Enfin, les deux derniers textes de cette partie décrivent l’évolution des dispositifs de production et de partage des savoirs au sein de deux entreprises coopératives, d’une part un dispositif mutualisé dans le cadre d’une Alliance de coopératives de Bourgogne-Franche-Comté, d’autre part dans la coopérative du Grand Est EMC2. Ces témoignages montrent comment le système coopératif s’engage résolument dans la production de connaissances et de références locales au service de ses adhérents et de chaque territoire agricole.
Les retours d’expériences de collectifs d’agriculteurs dans la circulation des savoirs engagés dans des systèmes agroécologiques.
Cette partie spécifique à un mode de production est composé de quatre textes très complémentaires permettant de mettre en avant la diversité des approches collectives au sein d’un mode de production biologique ou agroécologique.
Le texte de Lagneaux et al. est original car il émane d’une chercheure-anthropologue qui a observé sur le temps long un groupe d’agriculteurs, certains pratiquant l’agriculture de conservation, d’autres l’agriculture biologique, co-évoluant dans des pratiques d’agriculture biologique de conservation (ABC). Malgré l’objectif commun, elle met en évidence, avec ses co-auteurs animateurs du réseau d’agriculeurs, les difficultés de partage des savoirs, en particulier lorsque les représentations sociales peuvent différer.
Queuniet témoigne de son expérience d’accompagnement d’un groupe d’agriculteurs du réseau Dephy, de la conversion en agriculture biologique vers l’agriculture biologique de conservation. Il montre comment les agriculteurs ont évolué dans leurs compétences de praticiens et d’expérimentateurs et comment son rôle d’animateur a évolué de conseiller vers celui d’accompagnateur des transitions.

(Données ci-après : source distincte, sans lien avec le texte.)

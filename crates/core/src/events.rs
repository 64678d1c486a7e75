//! Session events, drained by observers after each step

use serde::Serialize;

use crate::piece::PieceCells;
use crate::types::{CellPos, PieceKind};

/// Why a session ended
#[derive(Debug, Clone, Copy, PartialEq, Eq, Serialize)]
#[serde(rename_all = "camelCase")]
pub enum LossReason {
    /// The spawn cells overlap locked blocks
    SpawnBlocked,
    /// A piece locked with cells above the top row
    LockedAboveBoard,
}

/// A state transition of the game session
#[derive(Debug, Clone, PartialEq, Eq, Serialize)]
#[serde(tag = "event", rename_all = "camelCase")]
pub enum GameEvent {
    Spawned {
        piece_id: u32,
        kind: PieceKind,
        anchor: CellPos,
    },
    Locked {
        piece_id: u32,
        cells: PieceCells,
    },
    /// Full rows found; they blink until the clear delay elapses
    RowsMarked { rows: Vec<usize> },
    /// Marked rows removed and the stack above shifted down
    RowsCleared { rows: Vec<usize> },
    Lost { reason: LossReason },
}

impl GameEvent {
    /// Short label for status lines
    pub fn label(&self) -> &'static str {
        match self {
            GameEvent::Spawned { .. } => "spawned",
            GameEvent::Locked { .. } => "locked",
            GameEvent::RowsMarked { .. } => "rows marked",
            GameEvent::RowsCleared { .. } => "rows cleared",
            GameEvent::Lost { .. } => "lost",
        }
    }
}
//! Terminal input module (engine-facing).
//!
//! Maps `crossterm` key events onto [`crate::types::Intent`]s and tracks the
//! held soft-drop key, including on terminals that never report key release.

pub mod handler;
pub mod map;

pub use blockfall_types as types;

pub use handler::InputHandler;
pub use map::{map_key, should_quit, should_restart, KeyBinding};
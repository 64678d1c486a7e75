//! Session configuration
//!
//! Everything a game session needs is passed in through [`GameConfig`].
//! Configuration is validated once at construction so a bad table or a
//! zero-sized board never surfaces mid-game.

use thiserror::Error;

use crate::shapes::ShapeTable;
use crate::types::{
    CellPos, ColorFrame, PieceKind, BASE_FALL_MS, BOARD_HEIGHT, BOARD_WIDTH, CLEAR_DELAY_MS,
    DEFAULT_COLOR_FRAME, SOFT_DROP_FALL_MS,
};

/// Construction-time configuration errors
#[derive(Debug, Clone, PartialEq, Eq, Error)]
pub enum ConfigError {
    #[error("board dimensions must be positive, got {width}x{height}")]
    InvalidDimensions { width: u16, height: u16 },
    #[error("{name} must be greater than zero")]
    ZeroInterval { name: &'static str },
    #[error("shape table has no entry for piece {0:?}")]
    MissingShape(PieceKind),
    #[error("piece {0:?} has no rotation states")]
    EmptyShape(PieceKind),
    #[error("piece {kind:?} rotation state {state} repeats an offset")]
    OverlappingOffsets { kind: PieceKind, state: usize },
    #[error("piece {0:?} does not fit horizontally at the spawn anchor")]
    SpawnOutOfBounds(PieceKind),
    #[error("piece {0:?} reaches below row 0 at the spawn anchor")]
    SpawnBelowFloor(PieceKind),
    #[error("board is {actual_width}x{actual_height}, config expects {width}x{height}")]
    BoardMismatch {
        width: u16,
        height: u16,
        actual_width: u16,
        actual_height: u16,
    },
}

/// Game session configuration
#[derive(Debug, Clone, PartialEq)]
pub struct GameConfig {
    pub width: u16,
    pub height: u16,
    /// Gravity interval in milliseconds
    pub base_fall_ms: u32,
    /// Gravity interval while soft drop is held
    pub soft_drop_fall_ms: u32,
    /// How long full rows blink before they collapse
    pub clear_delay_ms: u32,
    /// The one piece kind every spawn uses
    pub spawn_kind: PieceKind,
    pub spawn_color: ColorFrame,
    pub shapes: ShapeTable,
}

impl GameConfig {
    /// Canonical spawn anchor: horizontally centered, resting on the top edge
    ///
    /// Rotation offsets reach downward from the anchor, so a spawned piece
    /// starts in the top row and partially above it.
    pub fn spawn_anchor(&self) -> CellPos {
        CellPos::new(self.height as i32, self.width as i32 / 2 - 1)
    }

    pub fn validate(&self) -> Result<(), ConfigError> {
        if self.width == 0 || self.height == 0 {
            return Err(ConfigError::InvalidDimensions {
                width: self.width,
                height: self.height,
            });
        }
        if self.base_fall_ms == 0 {
            return Err(ConfigError::ZeroInterval {
                name: "base_fall_ms",
            });
        }
        if self.soft_drop_fall_ms == 0 {
            return Err(ConfigError::ZeroInterval {
                name: "soft_drop_fall_ms",
            });
        }

        self.shapes.validate()?;

        let states = self
            .shapes
            .states(self.spawn_kind)
            .ok_or(ConfigError::MissingShape(self.spawn_kind))?;
        let anchor = self.spawn_anchor();
        let fits = states[0].iter().all(|&(d_col, _)| {
            let col = anchor.col + d_col;
            col >= 0 && col < self.width as i32
        });
        if !fits {
            return Err(ConfigError::SpawnOutOfBounds(self.spawn_kind));
        }
        if states[0].iter().any(|&(_, d_row)| anchor.row + d_row < 0) {
            return Err(ConfigError::SpawnBelowFloor(self.spawn_kind));
        }

        Ok(())
    }
}

impl Default for GameConfig {
    fn default() -> Self {
        Self {
            width: BOARD_WIDTH,
            height: BOARD_HEIGHT,
            base_fall_ms: BASE_FALL_MS,
            soft_drop_fall_ms: SOFT_DROP_FALL_MS,
            clear_delay_ms: CLEAR_DELAY_MS,
            spawn_kind: PieceKind::I,
            spawn_color: ColorFrame(DEFAULT_COLOR_FRAME),
            shapes: ShapeTable::standard(),
        }
    }
}

#[cfg(test)]
mod tests {
    use super::*;

    #[test]
    fn default_config_is_valid() {
        let config = GameConfig::default();
        assert!(config.validate().is_ok());
        assert_eq!(config.spawn_anchor(), CellPos::new(22, 4));
    }

    #[test]
    fn rejects_zero_dimensions() {
        let config = GameConfig {
            width: 0,
            ..GameConfig::default()
        };
        assert_eq!(
            config.validate(),
            Err(ConfigError::InvalidDimensions {
                width: 0,
                height: 22
            })
        );
    }

    #[test]
    fn rejects_zero_fall_interval() {
        let config = GameConfig {
            soft_drop_fall_ms: 0,
            ..GameConfig::default()
        };
        assert!(matches!(
            config.validate(),
            Err(ConfigError::ZeroInterval { .. })
        ));
    }

    #[test]
    fn rejects_missing_spawn_shape() {
        let config = GameConfig {
            shapes: ShapeTable::empty(),
            ..GameConfig::default()
        };
        assert_eq!(
            config.validate(),
            Err(ConfigError::MissingShape(PieceKind::I))
        );
    }

    #[test]
    fn rejects_board_narrower_than_spawn_piece() {
        let config = GameConfig {
            width: 3,
            ..GameConfig::default()
        };
        assert_eq!(
            config.validate(),
            Err(ConfigError::SpawnOutOfBounds(PieceKind::I))
        );
    }

    #[test]
    fn rejects_spawn_piece_reaching_below_floor() {
        let config = GameConfig {
            height: 2,
            shapes: ShapeTable::empty()
                .with_shape(PieceKind::I, vec![[(0, 0), (0, -1), (0, -2), (0, -3)]]),
            ..GameConfig::default()
        };
        assert_eq!(
            config.validate(),
            Err(ConfigError::SpawnBelowFloor(PieceKind::I))
        );

        // Three rows are exactly enough for the same state.
        let config = GameConfig { height: 3, ..config };
        assert_eq!(config.validate(), Ok(()));
    }

    #[test]
    fn zero_clear_delay_is_allowed() {
        let config = GameConfig {
            clear_delay_ms: 0,
            ..GameConfig::default()
        };
        assert!(config.validate().is_ok());
    }
}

Hocine et Dureau proposent une analyse comparative de la gestion des connaissances et leur lien à l’innovation entre trois entreprises agricoles en agriculture biologique. A partir du modèle de SCIA (système de connaissances et d’innovation agricoles) développé au Québec, qui caractérise le réseau d’acteurs contributeurs à l’innovation et son fonctionnement, ils montrent que malgré des différences importantes dans la gestion des connaissances au sein des trois exploitations, tous les agriculteurs évoluent vers l’activité de production de connaissances locales.
Enfin, Thareau et al. analysent les résultats d’une enquête auprès d’un réseau d’agriculteurs en CUMA sur les motivations et les conditions de développement du désherbage mécanique dans les exploitations agricoles, compte tenu d’une assez faible diffusion des techniques de désherbage mécanique, en dehors de l’agriculture biologique. Ainsi, au-delà du besoin d’expérience pour maîtriser la pratique de la bineuse, et encore plus de la herse étrille, le désherbage mécanique demande une évolution de l’itinéraire technique dans son ensemble (date et densité de semis par exemple) et de l’organisation du travail (en particulier en cas de matériel en multi-propriété), ce qui mobilise de nouvelles connaissances.

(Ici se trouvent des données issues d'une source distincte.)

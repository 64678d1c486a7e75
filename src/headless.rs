//! Scripted session without a terminal.

use crate::cli::HeadlessOptions;
use crate::core::{ConfigError, GameEvent, GameSnapshot, GameState};

/// Result of a headless run
#[derive(Debug, Clone)]
pub struct HeadlessReport {
    pub snapshot: GameSnapshot,
    pub events: Vec<GameEvent>,
}

/// Play `opts.steps` steps, feeding one scripted intent before each step
///
/// Stops early once the game is lost.
pub fn run(opts: &HeadlessOptions) -> Result<HeadlessReport, ConfigError> {
    let mut game = GameState::new(opts.config.clone())?;
    game.start();

    let mut events = game.take_events();
    let mut script = opts.intents.iter();
    for _ in 0..opts.steps {
        if let Some(&intent) = script.next() {
            game.apply_intent(intent);
        }
        game.step(opts.step_ms);
        events.extend(game.take_events());
        if game.lost() {
            break;
        }
    }

    Ok(HeadlessReport {
        snapshot: game.snapshot(),
        events,
    })
}
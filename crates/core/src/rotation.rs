//! Rotation with a simplified wall kick
//!
//! The rotated state is tried in place, then one column left, then one
//! column right. No row kicks and no per-kind kick tables.

use crate::board::Board;
use crate::collision::collides;
use crate::piece::Piece;

/// Column shifts tried in order when rotating
pub const KICK_COLUMNS: [i32; 3] = [0, -1, 1];

/// Rotate `piece` one step if any kick position is free
///
/// Returns the column shift that was applied, or `None` if every candidate
/// collided, in which case the piece is untouched.
pub fn try_rotate(piece: &mut Piece, board: &Board) -> Option<i32> {
    let kick = KICK_COLUMNS
        .into_iter()
        .find(|&d_col| !collides(board, &piece.preview_rotated_cells_kicked(d_col)))?;

    piece.translate(kick, 0);
    piece.commit_rotation();
    Some(kick)
}

#[cfg(test)]
mod tests {
    use super::*;
    use crate::shapes::ShapeTable;
    use crate::types::{CellPos, ColorFrame, PieceKind};

    fn piece(kind: PieceKind, row: i32, col: i32) -> Piece {
        Piece::from_table(&ShapeTable::standard(), kind, CellPos::new(row, col), ColorFrame(2))
            .unwrap()
    }

    #[test]
    fn rotates_in_place_when_free() {
        let board = Board::new(10, 22);
        let mut p = piece(PieceKind::I, 10, 4);
        assert_eq!(try_rotate(&mut p, &board), Some(0));
        assert_eq!(p.rotation_index(), 1);
        assert_eq!(p.anchor(), CellPos::new(10, 4));
    }

    #[test]
    fn kicks_right_off_the_left_wall() {
        let board = Board::new(10, 22);
        // Vertical line hugging column 0; the horizontal state would reach
        // column -1 in place and -2 with the left kick.
        let mut p = piece(PieceKind::I, 10, 0);
        p.commit_rotation();
        p.commit_rotation();
        p.commit_rotation();
        p.translate(-1, 0);
        assert!(!collides(&board, &p.absolute_cells()));
        assert!(collides(&board, &p.preview_rotated_cells()));

        assert_eq!(try_rotate(&mut p, &board), Some(1));
        assert_eq!(p.rotation_index(), 0);
        assert_eq!(p.anchor(), CellPos::new(10, 0));
    }

    #[test]
    fn kicks_left_before_right() {
        let mut board = Board::new(10, 22);
        let mut p = piece(PieceKind::I, 10, 4);
        // Block the in-place vertical column (col 6) only.
        board.set(8, 6, Some(ColorFrame(1)));
        assert_eq!(try_rotate(&mut p, &board), Some(-1));
        assert_eq!(p.anchor(), CellPos::new(10, 3));
        assert_eq!(p.rotation_index(), 1);
    }

    #[test]
    fn rejected_rotation_leaves_piece_unchanged() {
        let mut board = Board::new(10, 22);
        let mut p = piece(PieceKind::I, 10, 4);
        for col in 5..=7 {
            board.set(8, col, Some(ColorFrame(1)));
        }
        let before = p.clone();
        assert_eq!(try_rotate(&mut p, &board), None);
        assert_eq!(p, before);
    }
}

A l’issue de ce numéro, nous réalisons que nous n’avons fait qu’effleurer ce sujet de la circulation des savoirs dans la construction des décisions des agriculteurs. Car à l’heure des grandes évolutions dans le système de production et de partage des savoirs agronomiques, du local au national, ce qui va exister demain dans la circulation des savoirs pour la décision des agriculteurs va beaucoup bouger. Nous aurons donc certainement besoin de revenir sur le sujet, mais peut-être dans une démarche plus prospective.
Nous vous souhaitons une bonne lecture !
Actualités agronomiques
Nous avons complété ce numéro thématique par un texte intéressant notre communauté d’agronomes :
Une note de lecture de Prévost et Messéan propose une analyse agronomique de la fiction qu’a rédigée C. Huyghe (INRAE) dans un chapitre de l’ouvrage 2025 du groupe Demeter – Editions IRIS, intitulé « La France agricole en 2050 : escale sur l’innovation ».